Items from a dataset
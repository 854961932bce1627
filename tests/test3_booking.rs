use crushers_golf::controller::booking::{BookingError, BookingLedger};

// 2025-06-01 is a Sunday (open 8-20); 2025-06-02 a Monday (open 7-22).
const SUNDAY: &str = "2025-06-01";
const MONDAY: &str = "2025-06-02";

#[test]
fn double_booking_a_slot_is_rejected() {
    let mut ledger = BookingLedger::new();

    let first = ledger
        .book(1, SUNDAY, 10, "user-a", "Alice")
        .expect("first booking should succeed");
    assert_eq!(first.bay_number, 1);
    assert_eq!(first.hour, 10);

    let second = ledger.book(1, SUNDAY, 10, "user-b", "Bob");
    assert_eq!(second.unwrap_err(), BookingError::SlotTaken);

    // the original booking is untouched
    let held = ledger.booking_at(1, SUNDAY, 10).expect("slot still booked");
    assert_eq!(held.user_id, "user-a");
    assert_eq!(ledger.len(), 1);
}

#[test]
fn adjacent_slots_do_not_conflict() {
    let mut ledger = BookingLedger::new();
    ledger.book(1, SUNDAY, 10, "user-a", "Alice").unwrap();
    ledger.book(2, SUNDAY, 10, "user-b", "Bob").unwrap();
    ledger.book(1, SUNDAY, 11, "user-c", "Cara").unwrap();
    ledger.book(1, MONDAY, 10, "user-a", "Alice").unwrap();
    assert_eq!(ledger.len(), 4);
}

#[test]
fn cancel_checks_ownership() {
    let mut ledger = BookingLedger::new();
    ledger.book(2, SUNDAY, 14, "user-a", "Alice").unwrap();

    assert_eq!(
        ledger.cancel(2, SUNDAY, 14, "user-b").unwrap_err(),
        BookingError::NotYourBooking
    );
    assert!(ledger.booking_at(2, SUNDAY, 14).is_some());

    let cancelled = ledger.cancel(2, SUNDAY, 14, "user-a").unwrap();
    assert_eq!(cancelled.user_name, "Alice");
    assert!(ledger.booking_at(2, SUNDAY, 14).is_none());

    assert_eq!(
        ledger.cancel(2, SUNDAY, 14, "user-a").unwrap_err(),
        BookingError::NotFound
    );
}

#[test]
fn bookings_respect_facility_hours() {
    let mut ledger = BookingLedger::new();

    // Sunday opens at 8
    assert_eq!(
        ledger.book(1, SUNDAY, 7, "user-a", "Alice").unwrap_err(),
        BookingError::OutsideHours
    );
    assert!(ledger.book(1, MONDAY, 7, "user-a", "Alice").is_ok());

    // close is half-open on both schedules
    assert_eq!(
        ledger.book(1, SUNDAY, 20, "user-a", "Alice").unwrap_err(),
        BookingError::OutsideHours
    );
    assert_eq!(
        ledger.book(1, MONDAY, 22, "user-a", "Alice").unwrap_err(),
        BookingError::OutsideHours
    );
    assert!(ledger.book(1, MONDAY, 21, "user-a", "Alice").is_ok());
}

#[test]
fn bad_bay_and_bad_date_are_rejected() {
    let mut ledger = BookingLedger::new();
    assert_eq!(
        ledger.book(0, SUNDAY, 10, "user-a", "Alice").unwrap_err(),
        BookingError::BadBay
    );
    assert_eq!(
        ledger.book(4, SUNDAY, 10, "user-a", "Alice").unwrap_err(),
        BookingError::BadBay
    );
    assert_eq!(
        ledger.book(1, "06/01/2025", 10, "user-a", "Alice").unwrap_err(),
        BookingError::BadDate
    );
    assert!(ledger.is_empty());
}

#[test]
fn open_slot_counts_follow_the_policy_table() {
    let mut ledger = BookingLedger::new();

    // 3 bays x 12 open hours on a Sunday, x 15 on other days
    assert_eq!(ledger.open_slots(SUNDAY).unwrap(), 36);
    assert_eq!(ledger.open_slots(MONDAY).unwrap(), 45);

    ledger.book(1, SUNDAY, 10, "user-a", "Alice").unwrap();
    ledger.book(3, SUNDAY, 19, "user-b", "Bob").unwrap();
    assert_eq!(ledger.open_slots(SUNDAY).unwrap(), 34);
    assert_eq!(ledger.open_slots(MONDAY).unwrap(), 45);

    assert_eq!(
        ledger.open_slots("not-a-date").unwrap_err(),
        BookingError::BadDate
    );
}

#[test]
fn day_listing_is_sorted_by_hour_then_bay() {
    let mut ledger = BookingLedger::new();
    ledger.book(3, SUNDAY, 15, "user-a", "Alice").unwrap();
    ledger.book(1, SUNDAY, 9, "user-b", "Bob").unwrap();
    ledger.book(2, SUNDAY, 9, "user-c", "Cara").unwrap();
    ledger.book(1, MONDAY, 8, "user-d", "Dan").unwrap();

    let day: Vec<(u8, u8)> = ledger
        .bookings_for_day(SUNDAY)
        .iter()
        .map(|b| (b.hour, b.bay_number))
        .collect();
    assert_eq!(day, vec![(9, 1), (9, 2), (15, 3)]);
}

■ **WHAT TO WORK ON**
Where a line above includes "Cara", copy that line.

■ **RESULT FOR THIS TASK**
    ledger.book(1, SUNDAY, 11, "user-c", "Cara").unwrap();
    ledger.book(2, SUNDAY, 9, "user-c", "Cara").unwrap();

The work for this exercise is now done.